What Scripture shows
Scripture shows God acting through the matter bound to his servants. At the touch of the bones of the prophet Elisha, a dead man returns to life: “The man went and touched the bones of Elisha, and he revived and stood on his feet.” 2 Kings 13:21 Likewise, through the hands of Paul, “cloths that had touched his body were applied to the sick, and the diseases left them.” Acts 19:11-12 God thus makes use of what has been united to his saints to pour out his grace.
The body, temple of the Spirit
This veneration rests on what the body of a saint is. During his life, it was the temple of the Spirit: “Your body is the temple of the Holy Spirit who is in you.” 1 Corinthians 6:19 Sanctified by grace, united to Christ, this body is promised to the resurrection.

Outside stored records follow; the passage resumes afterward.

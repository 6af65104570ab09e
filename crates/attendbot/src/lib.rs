//! attendbot - conversation engine and Telegram front end
//!
//! # Module Structure
//!
//! - `event`: identities and inbound events
//! - `outbound`: outbound message capability and reply markups
//! - `texts`: user-facing texts and keyboard tokens
//! - `session`: display-name cache and active-session registry
//! - `deps`: collaborators shared by conversations
//! - `conversation`: the per-chat dialog state machine
//! - `dispatcher`: routes events to conversations
//! - `telegram`: teloxide integration
//! - `admin`: store administration commands
//! - `cli`: command-line interface
//! - `testing`: test doubles

pub mod admin;
pub mod cli;
pub mod conversation;
pub mod deps;
pub mod dispatcher;
pub mod event;
pub mod outbound;
pub mod session;
pub mod telegram;
pub mod testing;
pub mod texts;

pub use conversation::{Conversation, ConversationError, Flow, Outcome, Step};
pub use deps::{ConversationSettings, EngineDeps};
pub use dispatcher::Dispatcher;
pub use event::{Identity, InboundEvent};
pub use outbound::{Markup, Outbound, Reply};
pub use session::SessionRegistry;
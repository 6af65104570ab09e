use attendcore::{HashError, StoreError, VerifyError};
use thiserror::Error;

use crate::outbound::Reply;
use crate::texts;

/// Everything that can end a conversation early.
///
/// Every variant is terminal for its own conversation only.
#[derive(Error, Debug)]
pub enum ConversationError {
    /// Malformed or incomplete answer; carries the text shown to the user
    #[error("invalid input: {0}")]
    Validation(&'static str),

    #[error("login already registered in the group")]
    DuplicateLogin,

    #[error("group not found")]
    GroupNotFound,

    #[error("student not found")]
    StudentNotFound,

    #[error("wrong password")]
    WrongPassword,

    /// I/O or decode fault in the credential store
    #[error("credential store unavailable: {0}")]
    StoreUnavailable(String),

    #[error("user is not subscribed to the channel")]
    NotSubscribed,

    /// Membership could not be determined
    #[error("membership check failed: {0}")]
    VerificationFailed(#[source] VerifyError),

    #[error("no answer within the step deadline")]
    Timeout,

    /// Shutdown in progress
    #[error("conversation cancelled")]
    Cancelled,

    /// Hashing failure or another fault on our side
    #[error("internal error: {0}")]
    Internal(String),
}

impl ConversationError {
    /// Text shown to the remote party, if any.
    pub fn user_message(&self) -> Option<&'static str> {
        let text = match self {
            ConversationError::Validation(text) => *text,
            ConversationError::DuplicateLogin => texts::DUPLICATE_LOGIN,
            ConversationError::GroupNotFound => texts::GROUP_NOT_FOUND,
            ConversationError::StudentNotFound => texts::STUDENT_NOT_FOUND,
            ConversationError::WrongPassword => texts::WRONG_PASSWORD,
            ConversationError::StoreUnavailable(_) => texts::STORE_UNAVAILABLE,
            ConversationError::NotSubscribed => texts::NOT_SUBSCRIBED,
            ConversationError::VerificationFailed(_) => texts::VERIFICATION_FAILED,
            ConversationError::Timeout => texts::TIMEOUT,
            ConversationError::Internal(_) => texts::INTERNAL,
            ConversationError::Cancelled => return None,
        };
        Some(text)
    }

    /// The reply sent when the conversation ends with this error.
    pub fn reply(&self) -> Option<Reply> {
        let text = self.user_message()?;
        Some(match self {
            ConversationError::NotSubscribed => Reply::channel_link(text),
            _ => Reply::new(text),
        })
    }

    /// Whether the failure points at our side rather than the user's input.
    pub fn is_systemic(&self) -> bool {
        matches!(
            self,
            ConversationError::StoreUnavailable(_) | ConversationError::Internal(_)
        )
    }

    pub fn log_level(&self) -> log::Level {
        match self {
            _ if self.is_systemic() => log::Level::Error,
            ConversationError::VerificationFailed(_) => log::Level::Warn,
            ConversationError::Cancelled => log::Level::Debug,
            _ => log::Level::Info,
        }
    }
}

impl From<StoreError> for ConversationError {
    fn from(err: StoreError) -> Self {
        match err {
            StoreError::GroupNotFound(_) => ConversationError::GroupNotFound,
            StoreError::StudentNotFound { .. } => ConversationError::StudentNotFound,
            StoreError::DuplicateLogin { .. } => ConversationError::DuplicateLogin,
            StoreError::Unavailable(reason) => ConversationError::StoreUnavailable(reason),
        }
    }
}

impl From<HashError> for ConversationError {
    fn from(err: HashError) -> Self {
        ConversationError::Internal(err.to_string())
    }
}

impl From<VerifyError> for ConversationError {
    fn from(err: VerifyError) -> Self {
        ConversationError::VerificationFailed(err)
    }
}

#[cfg(test)]
mod tests {
    use super::*;
    use crate::outbound::Markup;

    #[test]
    fn test_store_errors_map_onto_taxonomy() {
        assert!(matches!(
            ConversationError::from(StoreError::GroupNotFound("g".into())),
            ConversationError::GroupNotFound
        ));
        assert!(matches!(
            ConversationError::from(StoreError::Unavailable("disk".into())),
            ConversationError::StoreUnavailable(ref r) if r == "disk"
        ));
    }

    #[test]
    fn test_only_store_and_internal_faults_are_systemic() {
        assert!(ConversationError::StoreUnavailable("x".into()).is_systemic());
        assert!(ConversationError::Internal("x".into()).is_systemic());
        assert!(!ConversationError::WrongPassword.is_systemic());
        assert!(!ConversationError::VerificationFailed(VerifyError::Timeout).is_systemic());
        assert_eq!(ConversationError::StoreUnavailable("x".into()).log_level(), log::Level::Error);
        assert_eq!(ConversationError::Timeout.log_level(), log::Level::Info);
    }

    #[test]
    fn test_replies() {
        assert!(ConversationError::Cancelled.reply().is_none());
        assert_eq!(
            ConversationError::NotSubscribed.reply().map(|r| r.markup),
            Some(Markup::ChannelLink)
        );
        assert_eq!(
            ConversationError::Timeout.reply().map(|r| r.text),
            Some(texts::TIMEOUT.to_string())
        );
        // Internal details never reach the user
        let reply = ConversationError::StoreUnavailable("/var/lib/data.json".into())
            .reply()
            .unwrap();
        assert!(!reply.text.contains("/var/lib"));
    }
}
//! Telegram integration: bot setup, markups, outbound sends and the update schema

pub mod bot;
pub mod keyboards;
pub mod outbound;
pub mod schema;

pub use bot::{create_bot, setup_bot_commands};
pub use keyboards::Keyboards;
pub use outbound::TelegramOutbound;
pub use schema::{schema, HandlerError};
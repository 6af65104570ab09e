use anyhow::Result;
use dotenvy::dotenv;
use std::sync::Arc;
use teloxide::prelude::*;
use teloxide::update_listeners::Polling;
use tokio::sync::mpsc;
use tokio_util::sync::CancellationToken;

use attendbot::admin;
use attendbot::cli::{Cli, Commands};
use attendbot::telegram::{create_bot, schema, setup_bot_commands, Keyboards, TelegramOutbound};
use attendbot::{ConversationSettings, Dispatcher, EngineDeps, Outbound, SessionRegistry};
use attendcore::config::{self, dispatcher::EVENT_BUFFER};
use attendcore::logging::{init_logger, log_startup_configuration};
use attendcore::{open_store, Argon2Hasher, CredentialHasher, Settings, SubscriptionVerifier, TelegramMembershipVerifier};

/// Main entry point for the attendance bot
///
/// Parses CLI arguments and dispatches to the appropriate subcommand.
///
/// # Errors
/// Returns an error if initialization fails (logging, configuration, store).
#[tokio::main]
async fn main() -> Result<()> {
    // Load environment variables from .env if present
    let _ = dotenv();

    // Parse first so `--help` and usage errors leave the log file alone
    let cli = Cli::parse_args();

    // Initialize logger (console + file, appending)
    init_logger(&config::LOG_FILE_PATH, &config::LOG_LEVEL)?;

    let settings = Settings::from_env()?;

    match cli.command {
        Some(Commands::Run) | None => run_bot(settings).await,
        Some(Commands::AddGroup { name, relevant }) => {
            let store = open_store(&settings.store, settings.group_policy)?;
            println!("{}", admin::add_group(store.as_ref(), &name, relevant).await?);
            Ok(())
        }
        Some(Commands::Groups) => {
            let store = open_store(&settings.store, settings.group_policy)?;
            println!("{}", admin::list_groups(store.as_ref()).await?.trim_end());
            Ok(())
        }
    }
}

/// Runs the bot until Ctrl-C, then cancels open conversations.
async fn run_bot(settings: Settings) -> Result<()> {
    settings.validate_for_bot()?;
    log_startup_configuration(&settings);

    let store = open_store(&settings.store, settings.group_policy)?;
    let verifier: Arc<dyn SubscriptionVerifier> = Arc::new(TelegramMembershipVerifier::from_settings(&settings)?);
    let hasher: Arc<dyn CredentialHasher> = Arc::new(Argon2Hasher::new());

    let bot = create_bot(&settings);
    if let Err(e) = setup_bot_commands(&bot).await {
        log::warn!("Failed to register bot commands: {}", e);
    }

    let keyboards = Arc::new(Keyboards::new(&settings.channel)?);
    let outbound: Arc<dyn Outbound> = Arc::new(TelegramOutbound::new(bot.clone(), keyboards));

    let deps = EngineDeps::new(
        store,
        verifier,
        hasher,
        outbound.clone(),
        Arc::new(SessionRegistry::new()),
        ConversationSettings::from_settings(&settings),
    );

    let shutdown = CancellationToken::new();
    let (events_tx, events_rx) = mpsc::channel(EVENT_BUFFER);
    let engine = tokio::spawn(
        Dispatcher::new(deps, shutdown.clone())
            .with_drain_grace(settings.shutdown_grace)
            .run(events_rx),
    );

    log::info!("Starting long polling");
    let listener = Polling::builder(bot.clone()).drop_pending_updates().build();
    teloxide::dispatching::Dispatcher::builder(bot, schema(events_tx, outbound))
        .enable_ctrlc_handler()
        .build()
        .dispatch_with_listener(
            listener,
            LoggingErrorHandler::with_custom_text("An error from the update listener"),
        )
        .await;

    log::info!("Update listener stopped, shutting down conversations");
    shutdown.cancel();
    if let Err(e) = engine.await {
        log::error!("Conversation dispatcher task failed: {}", e);
    }

    log::info!("Shutdown complete");
    Ok(())
}
use teloxide::types::{ChatId, Message, UserId};

/// The `(chat, user)` pair a conversation is bound to.
#[derive(Debug, Clone, Copy, PartialEq, Eq, Hash)]
pub struct Identity {
    /// Where replies go
    pub chat_id: ChatId,
    /// Stable principal, used for the membership check
    pub user_id: UserId,
}

/// One inbound text message, stripped of transport details.
#[derive(Debug, Clone, PartialEq, Eq)]
pub struct InboundEvent {
    pub identity: Identity,
    pub display_name: String,
    pub text: String,
}

impl InboundEvent {
    pub fn new(identity: Identity, display_name: impl Into<String>, text: impl Into<String>) -> Self {
        Self {
            identity,
            display_name: display_name.into(),
            text: text.into(),
        }
    }

    /// Builds an event from a Telegram message.
    ///
    /// Returns `None` for messages without text or without a sender
    /// (channel posts).
    pub fn from_message(msg: &Message) -> Option<Self> {
        let text = msg.text()?;
        let user = msg.from.as_ref()?;
        let display_name = user
            .username
            .as_ref()
            .map(|username| format!("@{}", username))
            .unwrap_or_else(|| user.full_name());

        Some(Self::new(
            Identity {
                chat_id: msg.chat.id,
                user_id: user.id,
            },
            display_name,
            text,
        ))
    }
}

The Church does not treat it as an ordinary corpse: it honours it as what carried a friend of God, and awaits its glory on the last day.
The three classes of relics
The Church distinguishes three classes of relics. First-class relics are the body of the saint or its fragments; when it is a notable part, such as the head or a limb, they are called insignes. Second-class relics are the objects the saint wore or used during his life, his garments or the instruments of his martyrdom. Third-class relics are objects, most often a cloth, brought into contact with a first-class relic; Christian antiquity called them brandea. All point to the same person, the saint they recall.
Honouring the saint, not the matter
To venerate a relic lends no magical power to the matter. The relic neither heals nor saves of itself: it is God who acts, freely, when he wills, through the memory and the intercession of the saint. The honour given to the relic rises to the saint, and from the saint to God, whose work he was. The Church honours in it the trace of a life given to God.